DATASET EXCERPTS: Begin

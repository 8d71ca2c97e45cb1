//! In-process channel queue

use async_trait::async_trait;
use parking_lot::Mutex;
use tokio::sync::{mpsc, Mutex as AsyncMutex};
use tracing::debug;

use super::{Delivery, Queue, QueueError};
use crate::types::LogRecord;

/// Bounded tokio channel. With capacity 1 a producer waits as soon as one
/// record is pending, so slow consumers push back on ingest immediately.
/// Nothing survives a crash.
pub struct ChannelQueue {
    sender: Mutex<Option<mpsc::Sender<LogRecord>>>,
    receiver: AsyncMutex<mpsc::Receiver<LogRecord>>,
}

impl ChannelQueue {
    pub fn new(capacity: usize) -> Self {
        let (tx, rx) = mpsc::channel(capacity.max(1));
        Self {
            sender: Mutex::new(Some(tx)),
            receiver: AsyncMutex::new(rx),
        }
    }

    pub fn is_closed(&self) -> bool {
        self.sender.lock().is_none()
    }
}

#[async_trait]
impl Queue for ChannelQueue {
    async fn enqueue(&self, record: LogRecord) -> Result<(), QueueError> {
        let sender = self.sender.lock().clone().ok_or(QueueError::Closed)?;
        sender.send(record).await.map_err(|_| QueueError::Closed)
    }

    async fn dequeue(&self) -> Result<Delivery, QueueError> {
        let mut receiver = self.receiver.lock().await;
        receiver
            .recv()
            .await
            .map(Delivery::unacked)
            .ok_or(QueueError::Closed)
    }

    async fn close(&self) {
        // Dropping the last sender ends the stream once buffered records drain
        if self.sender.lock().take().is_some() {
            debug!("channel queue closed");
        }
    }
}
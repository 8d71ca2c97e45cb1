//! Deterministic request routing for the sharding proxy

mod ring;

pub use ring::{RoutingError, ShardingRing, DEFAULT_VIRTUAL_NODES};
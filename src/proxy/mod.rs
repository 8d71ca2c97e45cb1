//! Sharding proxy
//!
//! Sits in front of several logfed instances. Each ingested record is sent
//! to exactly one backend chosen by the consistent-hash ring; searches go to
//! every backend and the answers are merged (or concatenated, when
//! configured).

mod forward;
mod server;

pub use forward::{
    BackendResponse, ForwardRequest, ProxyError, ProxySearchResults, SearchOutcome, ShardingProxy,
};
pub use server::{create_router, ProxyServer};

DATASET EXCERPTS: End
DATASET EXCERPTS: Begin

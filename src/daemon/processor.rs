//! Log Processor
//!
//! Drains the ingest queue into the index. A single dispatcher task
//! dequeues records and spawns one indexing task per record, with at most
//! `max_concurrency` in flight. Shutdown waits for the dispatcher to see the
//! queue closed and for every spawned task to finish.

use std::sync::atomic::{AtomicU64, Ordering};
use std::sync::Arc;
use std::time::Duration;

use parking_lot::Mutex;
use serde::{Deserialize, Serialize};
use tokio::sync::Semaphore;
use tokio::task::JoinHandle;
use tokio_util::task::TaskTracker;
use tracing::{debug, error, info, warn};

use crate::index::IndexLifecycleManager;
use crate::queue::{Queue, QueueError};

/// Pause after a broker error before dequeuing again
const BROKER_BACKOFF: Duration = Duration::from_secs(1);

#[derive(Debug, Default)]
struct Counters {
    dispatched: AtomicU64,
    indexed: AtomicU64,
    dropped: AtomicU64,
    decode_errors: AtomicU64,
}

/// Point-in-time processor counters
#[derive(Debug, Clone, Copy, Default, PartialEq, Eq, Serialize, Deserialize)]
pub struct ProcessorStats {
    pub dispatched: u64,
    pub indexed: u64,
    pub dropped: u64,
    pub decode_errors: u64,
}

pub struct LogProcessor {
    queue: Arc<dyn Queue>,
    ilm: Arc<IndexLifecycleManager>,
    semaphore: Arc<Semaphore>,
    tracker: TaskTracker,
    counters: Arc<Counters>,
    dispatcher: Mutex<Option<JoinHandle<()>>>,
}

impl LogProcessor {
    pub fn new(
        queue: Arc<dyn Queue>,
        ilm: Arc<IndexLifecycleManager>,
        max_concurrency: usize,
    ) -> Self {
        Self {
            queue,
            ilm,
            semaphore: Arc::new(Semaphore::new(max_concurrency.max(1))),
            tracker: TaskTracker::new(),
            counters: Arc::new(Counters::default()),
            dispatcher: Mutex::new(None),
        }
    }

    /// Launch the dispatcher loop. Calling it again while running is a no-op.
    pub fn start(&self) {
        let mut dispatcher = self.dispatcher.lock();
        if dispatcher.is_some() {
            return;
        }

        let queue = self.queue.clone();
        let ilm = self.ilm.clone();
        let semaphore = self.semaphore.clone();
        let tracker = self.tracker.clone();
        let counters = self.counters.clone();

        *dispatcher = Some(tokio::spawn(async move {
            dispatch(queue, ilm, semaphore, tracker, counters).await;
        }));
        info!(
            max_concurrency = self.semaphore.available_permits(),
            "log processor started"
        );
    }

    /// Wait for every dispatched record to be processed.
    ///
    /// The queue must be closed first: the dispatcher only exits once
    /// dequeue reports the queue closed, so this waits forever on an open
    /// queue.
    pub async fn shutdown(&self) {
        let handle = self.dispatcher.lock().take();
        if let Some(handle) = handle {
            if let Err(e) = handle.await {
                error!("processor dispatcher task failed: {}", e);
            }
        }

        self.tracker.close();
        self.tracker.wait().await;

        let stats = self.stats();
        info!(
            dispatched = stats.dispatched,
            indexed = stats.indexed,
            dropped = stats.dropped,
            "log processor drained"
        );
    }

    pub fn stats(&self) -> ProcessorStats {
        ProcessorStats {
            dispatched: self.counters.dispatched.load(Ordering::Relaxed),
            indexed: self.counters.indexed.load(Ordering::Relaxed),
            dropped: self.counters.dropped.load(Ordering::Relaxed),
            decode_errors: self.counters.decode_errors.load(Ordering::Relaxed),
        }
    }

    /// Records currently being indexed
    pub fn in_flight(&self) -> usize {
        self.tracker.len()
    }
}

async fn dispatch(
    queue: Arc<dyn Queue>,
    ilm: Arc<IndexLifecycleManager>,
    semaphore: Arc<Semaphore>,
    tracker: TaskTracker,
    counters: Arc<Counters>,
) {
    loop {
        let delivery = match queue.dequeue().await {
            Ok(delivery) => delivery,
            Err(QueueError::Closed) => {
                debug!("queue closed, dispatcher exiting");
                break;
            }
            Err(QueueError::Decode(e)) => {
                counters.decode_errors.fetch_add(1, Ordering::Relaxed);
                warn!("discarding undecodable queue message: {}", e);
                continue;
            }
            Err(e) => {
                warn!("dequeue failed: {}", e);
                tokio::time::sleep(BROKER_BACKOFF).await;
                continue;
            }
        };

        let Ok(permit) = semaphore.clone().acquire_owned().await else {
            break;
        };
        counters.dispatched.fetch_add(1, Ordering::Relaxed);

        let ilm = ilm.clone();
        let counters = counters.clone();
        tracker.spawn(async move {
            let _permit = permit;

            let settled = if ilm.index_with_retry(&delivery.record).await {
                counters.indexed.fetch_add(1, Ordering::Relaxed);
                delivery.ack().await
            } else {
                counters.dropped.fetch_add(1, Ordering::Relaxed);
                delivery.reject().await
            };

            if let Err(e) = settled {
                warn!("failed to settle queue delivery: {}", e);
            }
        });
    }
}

DATASET EXCERPTS: End

* TASK DESCRIPTION
Going down the listing above, begin printing at the line with "forever on an open" and finish with the line with "let ilm = ilm.clone();", exactly as they appear.

* FINAL ANSWER
    /// dequeue reports the queue closed, so this waits forever on an open
    /// queue.
    pub async fn shutdown(&self) {
        let handle = self.dispatcher.lock().take();
        if let Some(handle) = handle {
            if let Err(e) = handle.await {
                error!("processor dispatcher task failed: {}", e);
            }
        }

        self.tracker.close();
        self.tracker.wait().await;

        let stats = self.stats();
        info!(
            dispatched = stats.dispatched,
            indexed = stats.indexed,
            dropped = stats.dropped,
            "log processor drained"
        );
    }

    pub fn stats(&self) -> ProcessorStats {
        ProcessorStats {
            dispatched: self.counters.dispatched.load(Ordering::Relaxed),
            indexed: self.counters.indexed.load(Ordering::Relaxed),
            dropped: self.counters.dropped.load(Ordering::Relaxed),
            decode_errors: self.counters.decode_errors.load(Ordering::Relaxed),
        }
    }

    /// Records currently being indexed
    pub fn in_flight(&self) -> usize {
        self.tracker.len()
    }
}

async fn dispatch(
    queue: Arc<dyn Queue>,
    ilm: Arc<IndexLifecycleManager>,
    semaphore: Arc<Semaphore>,
    tracker: TaskTracker,
    counters: Arc<Counters>,
) {
    loop {
        let delivery = match queue.dequeue().await {
            Ok(delivery) => delivery,
            Err(QueueError::Closed) => {
                debug!("queue closed, dispatcher exiting");
                break;
            }
            Err(QueueError::Decode(e)) => {
                counters.decode_errors.fetch_add(1, Ordering::Relaxed);
                warn!("discarding undecodable queue message: {}", e);
                continue;
            }
            Err(e) => {
                warn!("dequeue failed: {}", e);
                tokio::time::sleep(BROKER_BACKOFF).await;
                continue;
            }
        };

        let Ok(permit) = semaphore.clone().acquire_owned().await else {
            break;
        };
        counters.dispatched.fetch_add(1, Ordering::Relaxed);

        let ilm = ilm.clone();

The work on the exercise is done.